Selenium Undetected Chromedriver: Bypass Anti-Bots With Ease
In this guide for The Python Selenium Web Scraping Playbook, we will look at how to setup and use Seleniums Undetected ChromeDriver to bypass some of the most sophisticated anti-bot mechanisms on the market today like DataDome, Perimeterx and Cloudflare.
One of the main reasons developers use headless browsers like Selenium is because it can help bypass the anti-bot mechanisms websites use to detect and block web scraping.
However, in the last number of years there has been a surge in the usage of sophisticated anti-bot headless browsers from the browser fingerprints they reveal to the browser when making requests. As a result, developers need to fortify their browsers to hide these details and make their Selenium scrapers undetectable by anti-bot solutions.
So in this guide we will show you how to make your Selenium scrapers more undetectable (can never be 100% undetectable) using the Undetected ChromeDriver:
- What Is Selenium's Undetected Chromedriver?
- Installing Selenium Undetected Chromedriver
- Using The Selenium Undetected Chromedriver
- Adding Chrome Options To Undetected Chromedriver
- Using Proxies With Undetected Chromedriver
- Issues With Undetected Chromedriver
- Alternatives To Selenium Undetected Chromedriver
If you prefer to follow along with a video then check out the video tutorial version here:
What Is Selenium's Undetected Chromedriver?
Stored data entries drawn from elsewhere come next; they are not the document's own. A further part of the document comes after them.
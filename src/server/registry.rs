//! In-memory task registry and lifecycle enforcement

use std::{
    collections::HashMap,
    sync::Arc,
    time::{Duration, Instant},
};

use serde::Deserialize;
use thiserror::Error;
use tokio::{sync::RwLock, task::JoinHandle};
use tracing::{debug, warn};

use crate::protocol::{
    message::Message,
    task::{Task, TaskState, TaskStatus},
    Artifact,
};

/// Registry-level failures
#[derive(Debug, Clone, Error, PartialEq)]
pub enum RegistryError {
    #[error("Task not found: {task_id}")]
    TaskNotFound { task_id: String },

    #[error("Task already exists: {task_id}")]
    DuplicateTask { task_id: String },

    #[error("Task {task_id} cannot move from {from} to {to}")]
    InvalidTransition {
        task_id: String,
        from: TaskState,
        to: TaskState,
    },
}

/// When finished tasks are dropped from the registry
///
/// The default keeps every task for the lifetime of the process.
#[derive(Debug, Clone, Deserialize, PartialEq)]
#[serde(default)]
pub struct EvictionPolicy {
    /// Drop terminal tasks this many seconds after they finished
    pub ttl_secs: Option<u64>,

    /// Soft cap on retained tasks; the oldest terminal tasks go first
    pub max_tasks: Option<usize>,

    /// How often the background sweeper runs when a TTL is set
    pub sweep_interval_secs: u64,
}

impl Default for EvictionPolicy {
    fn default() -> Self {
        Self {
            ttl_secs: None,
            max_tasks: None,
            sweep_interval_secs: 60,
        }
    }
}

impl EvictionPolicy {
    pub fn ttl(&self) -> Option<Duration> {
        self.ttl_secs.map(Duration::from_secs)
    }
}

#[derive(Debug)]
struct TaskEntry {
    task: Task,
    handle: Option<JoinHandle<()>>,
    finished_at: Option<Instant>,
}

/// Shared store of every known task
///
/// Cloning is cheap and every clone sees the same tasks. Each task is only
/// mutated by the processing routine that owns it.
#[derive(Debug, Clone, Default)]
pub struct TaskRegistry {
    tasks: Arc<RwLock<HashMap<String, TaskEntry>>>,
    policy: EvictionPolicy,
}

impl TaskRegistry {
    pub fn new(policy: EvictionPolicy) -> Self {
        Self {
            tasks: Arc::default(),
            policy,
        }
    }

    pub fn policy(&self) -> &EvictionPolicy {
        &self.policy
    }

    /// Store a new `submitted` task whose history starts with `message`
    pub async fn submit(
        &self,
        task_id: &str,
        session_id: &str,
        message: Message,
    ) -> Result<Task, RegistryError> {
        let mut tasks = self.tasks.write().await;
        if tasks.contains_key(task_id) {
            return Err(RegistryError::DuplicateTask {
                task_id: task_id.to_string(),
            });
        }

        if let Some(max) = self.policy.max_tasks {
            if tasks.len() >= max {
                let excess = tasks.len() + 1 - max;
                let evicted = evict_oldest_finished(&mut tasks, excess);
                debug!(evicted, max_tasks = max, "evicted finished tasks to make room");
                if tasks.len() >= max {
                    warn!(max_tasks = max, "task limit exceeded, no finished tasks to evict");
                }
            }
        }

        let task = Task::new(task_id, session_id, message);
        tasks.insert(
            task_id.to_string(),
            TaskEntry {
                task: task.clone(),
                handle: None,
                finished_at: None,
            },
        );
        Ok(task)
    }

    pub async fn get(&self, task_id: &str) -> Result<Task, RegistryError> {
        self.tasks
            .read()
            .await
            .get(task_id)
            .map(|entry| entry.task.clone())
            .ok_or_else(|| not_found(task_id))
    }

    /// Move a task to `state`, recording `message` in its status and history
    pub async fn transition(
        &self,
        task_id: &str,
        state: TaskState,
        message: Option<Message>,
    ) -> Result<TaskStatus, RegistryError> {
        let mut tasks = self.tasks.write().await;
        let entry = tasks.get_mut(task_id).ok_or_else(|| not_found(task_id))?;

        let current = entry.task.status.state;
        if !current.can_transition_to(state) {
            return Err(RegistryError::InvalidTransition {
                task_id: task_id.to_string(),
                from: current,
                to: state,
            });
        }

        let mut status = TaskStatus::new(state);
        if let Some(message) = message {
            entry.task.history.push(message.clone());
            status = status.with_message(message);
        }
        entry.task.status = status.clone();

        if state.is_terminal() {
            entry.finished_at = Some(Instant::now());
        }

        Ok(status)
    }

    /// Append an artifact; finished tasks accept no more output
    pub async fn append_artifact(
        &self,
        task_id: &str,
        artifact: Artifact,
    ) -> Result<(), RegistryError> {
        let mut tasks = self.tasks.write().await;
        let entry = tasks.get_mut(task_id).ok_or_else(|| not_found(task_id))?;

        let state = entry.task.status.state;
        if state.is_terminal() {
            return Err(RegistryError::InvalidTransition {
                task_id: task_id.to_string(),
                from: state,
                to: state,
            });
        }

        entry.task.artifacts.push(artifact);
        Ok(())
    }

    /// Keep the handle of the routine processing `task_id`
    ///
    /// The handle is dropped, detaching the routine, if the task is gone.
    pub async fn attach_handle(&self, task_id: &str, handle: JoinHandle<()>) {
        match self.tasks.write().await.get_mut(task_id) {
            Some(entry) => entry.handle = Some(handle),
            None => debug!(task_id, "task evicted before its handle was attached"),
        }
    }

    /// Whether the routine processing `task_id` has exited
    pub async fn is_settled(&self, task_id: &str) -> Result<bool, RegistryError> {
        let tasks = self.tasks.read().await;
        let entry = tasks.get(task_id).ok_or_else(|| not_found(task_id))?;
        Ok(entry.handle.as_ref().is_some_and(JoinHandle::is_finished))
    }

    /// Drop terminal tasks that finished at least one TTL before `now`
    pub async fn evict_expired(&self, now: Instant) -> usize {
        let Some(ttl) = self.policy.ttl() else {
            return 0;
        };

        let mut tasks = self.tasks.write().await;
        let before = tasks.len();
        tasks.retain(|_, entry| match entry.finished_at {
            Some(finished) => now.saturating_duration_since(finished) < ttl,
            None => true,
        });
        before - tasks.len()
    }

    pub async fn len(&self) -> usize {
        self.tasks.read().await.len()
    }

    pub async fn is_empty(&self) -> bool {
        self.tasks.read().await.is_empty()
    }

    /// Start the periodic TTL sweep, if the policy has a TTL
    pub fn spawn_sweeper(&self) -> Option<JoinHandle<()>> {
        self.policy.ttl()?;

        let registry = self.clone();
        let period = Duration::from_secs(self.policy.sweep_interval_secs.max(1));
        Some(tokio::spawn(async move {
            let mut interval = tokio::time::interval(period);
            loop {
                interval.tick().await;
                let evicted = registry.evict_expired(Instant::now()).await;
                if evicted > 0 {
                    debug!(evicted, "evicted expired tasks");
                }
            }
        }))
    }
}

fn not_found(task_id: &str) -> RegistryError {
    RegistryError::TaskNotFound {
        task_id: task_id.to_string(),
    }
}

fn evict_oldest_finished(tasks: &mut HashMap<String, TaskEntry>, count: usize) -> usize {
    let mut finished: Vec<(Instant, String)> = tasks
        .iter()
        .filter_map(|(id, entry)| entry.finished_at.map(|at| (at, id.clone())))
        .collect();
    finished.sort();

    let mut evicted = 0;
    for (_, id) in finished.into_iter().take(count) {
        tasks.remove(&id);
        evicted += 1;
    }
    evicted
}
The Selenium Undetected ChromeDriver is an optimized version of the standard ChromeDriver designed to bypass the detection mechanisms of most anti-bot solutions like DataDome, Perimeterx and Cloudflare.
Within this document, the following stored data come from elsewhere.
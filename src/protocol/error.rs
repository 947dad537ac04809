//! Error types for A2A protocol operations

use thiserror::Error;

use crate::server::registry::RegistryError;

/// Main error type for A2A protocol operations
#[derive(Debug, Error)]
pub enum A2AError {
    /// Transport-level error (network, connection, etc.)
    #[error("Transport error: {0}")]
    Transport(String),

    /// Protocol-level error (invalid message format, unexpected response, etc.)
    #[error("Protocol error: {0}")]
    Protocol(String),

    /// Validation error (invalid request or parameters)
    #[error("Validation error: {0}")]
    Validation(String),

    /// Invalid server or client configuration
    #[error("Configuration error: {0}")]
    Config(String),

    /// Error object returned by a remote JSON-RPC endpoint
    #[error("JSON-RPC error {code}: {message}")]
    JsonRpc { code: i64, message: String },

    /// Task registry rejected an operation
    #[error(transparent)]
    Registry(#[from] RegistryError),

    /// Serialization/deserialization error
    #[error("Serialization error: {0}")]
    Serialization(#[from] serde_json::Error),

    /// Request timeout error
    #[error("Request timeout")]
    Timeout,

    /// Task not found error
    #[error("Task not found: {task_id}")]
    TaskNotFound { task_id: String },

    /// I/O error while binding or serving
    #[error("I/O error: {0}")]
    Io(#[from] std::io::Error),

    /// Generic error with custom message
    #[error("{0}")]
    Other(String),
}

/// Result type alias for A2A operations
pub type A2AResult<T> = Result<T, A2AError>;

impl From<reqwest::Error> for A2AError {
    fn from(err: reqwest::Error) -> Self {
        if err.is_timeout() {
            A2AError::Timeout
        } else if err.is_connect() {
            A2AError::Transport(format!("Connection error: {}", err))
        } else {
            A2AError::Transport(err.to_string())
        }
    }
}

impl From<&str> for A2AError {
    fn from(s: &str) -> Self {
        A2AError::Other(s.to_string())
    }
}

impl From<String> for A2AError {
    fn from(s: String) -> Self {
        A2AError::Other(s)
    }
}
The standard Selenium ChromeDriver leaks a lot of information that anti-bot systems can use to determine if it is an automated browser/scraper or a real user visiting the website.
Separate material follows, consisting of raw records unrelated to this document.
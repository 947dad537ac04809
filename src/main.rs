//! Standalone A2A task server with demonstration handlers
use std::{path::PathBuf, time::Duration};

use anyhow::{Context, Result};
use clap::Parser;
use futures::{stream, StreamExt};
use serde_json::Value;
use tracing::{error, info};
use tracing_subscriber::{layer::SubscriberExt, util::SubscriberInitExt, EnvFilter};

use a2a_task_server::{
    config::ServerConfig,
    protocol::{AgentCapabilities, AgentCard, AgentSkill, Message},
    server::{A2AServer, HandlerError, HandlerResult, TaskManager},
};

#[derive(Parser, Debug)]
#[command(author, version, about = "A2A task protocol server")]
struct Args {
    /// TOML configuration file
    #[arg(short, long, env = "A2A_CONFIG")]
    config: Option<PathBuf>,

    /// Address to listen on
    #[arg(long, env = "A2A_SERVER_HOST")]
    host: Option<String>,

    /// Port to listen on
    #[arg(short, long, env = "A2A_SERVER_PORT")]
    port: Option<u16>,

    /// Seconds a handler may run before its task fails; 0 disables the limit
    #[arg(long)]
    handler_timeout: Option<u64>,
}

impl Args {
    fn into_config(self) -> Result<ServerConfig> {
        let mut config = match &self.config {
            Some(path) => ServerConfig::from_file(path)
                .with_context(|| format!("loading {}", path.display()))?,
            None => ServerConfig::default(),
        };

        if let Some(host) = self.host {
            config.host = host;
        }
        if let Some(port) = self.port {
            config.port = port;
        }
        if let Some(secs) = self.handler_timeout {
            config.handler_timeout_secs = Some(secs);
        }

        config.validate()?;
        Ok(config)
    }
}

#[tokio::main]
async fn main() -> Result<()> {
    tracing_subscriber::registry()
        .with(EnvFilter::try_from_default_env().unwrap_or_else(|_| EnvFilter::new("info")))
        .with(tracing_subscriber::fmt::layer().with_target(true))
        .init();

    let config = Args::parse().into_config()?;

    let mut manager = TaskManager::from_config(&config);
    manager.register_handler(echo);
    manager.register_streaming_handler(|message: Message| {
        let words: Vec<String> = message
            .text_content()
            .split_whitespace()
            .map(String::from)
            .collect();
        stream::iter(words).then(|word| async move {
            tokio::time::sleep(Duration::from_millis(100)).await;
            Ok::<_, HandlerError>(HandlerResult::Text(word))
        })
    });

    let card = AgentCard::new("Echo Agent", config.base_url(), env!("CARGO_PKG_VERSION"))
        .with_description("Echoes text and data back, word by word when streaming")
        .with_capabilities(AgentCapabilities::new().with_streaming())
        .with_skill(
            AgentSkill::new("echo", "Echo")
                .with_description("Returns the message it was sent")
                .with_example("hello there"),
        );

    let server = A2AServer::new(config, manager, card);
    server
        .serve_with_shutdown(async {
            if let Err(err) = tokio::signal::ctrl_c().await {
                error!(error = %err, "failed to listen for Ctrl-C");
                return;
            }
            info!("shutdown requested");
        })
        .await?;

    Ok(())
}

/// Text comes back as text; a message made only of data echoes its first
/// data part
async fn echo(message: Message) -> Result<HandlerResult, HandlerError> {
    let text = message.text_content();
    if !text.is_empty() {
        return Ok(HandlerResult::Text(text));
    }

    message
        .parts
        .iter()
        .find_map(|part| part.as_data())
        .map(|data| HandlerResult::Data(Value::Object(data.clone())))
        .ok_or_else(|| HandlerError::failed("message has no content"))
}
The Selenium Undetected ChromeDriver fortifies the standard Selenium ChromeDriver by patching the vast majority of the ways anti-bot systems can use to detect your Selenium bot/scraper.
Making it much harder for anti-bot systems like DataDome, Imperva, Perimeterx, Botprotect.io and Cloudflare to detect and block your Selenium bot/scraper.
Installing Selenium Undetected Chromedriver
Installing the Seleniums Undetected ChromeDriver is very simple.
We just need to install the undetected-chromedriver package via pip:
pip install undetected-chromedriver
Now with the undetected-chromedriver installed we can setup our scraper/bot to use it instead of the default Chromedriver.
Using The Selenium Undetected Chromedriver
Using the undetected-chromedriver in our scraper is actually pretty simple.
We just need to import the undetected_chromedriver
and then activate it using uc.Chrome()
.
import undetected_chromedriver as uc
driver = uc.Chrome()
driver.get('https://distilnetworks.com')
From here we can use the chromedriver like we would use any other Selenium Chromedriver.
When we run uc.Chrome()
downloads the latest Chromedriver binary and then patches the chromedriver so that the vast majority of the ways anti-bot systems can use to detect your Selenium bot/scraper are fixed.
You could do this manually yourself, however, does this browser fortification process for you automatically once you download the Chromedriver.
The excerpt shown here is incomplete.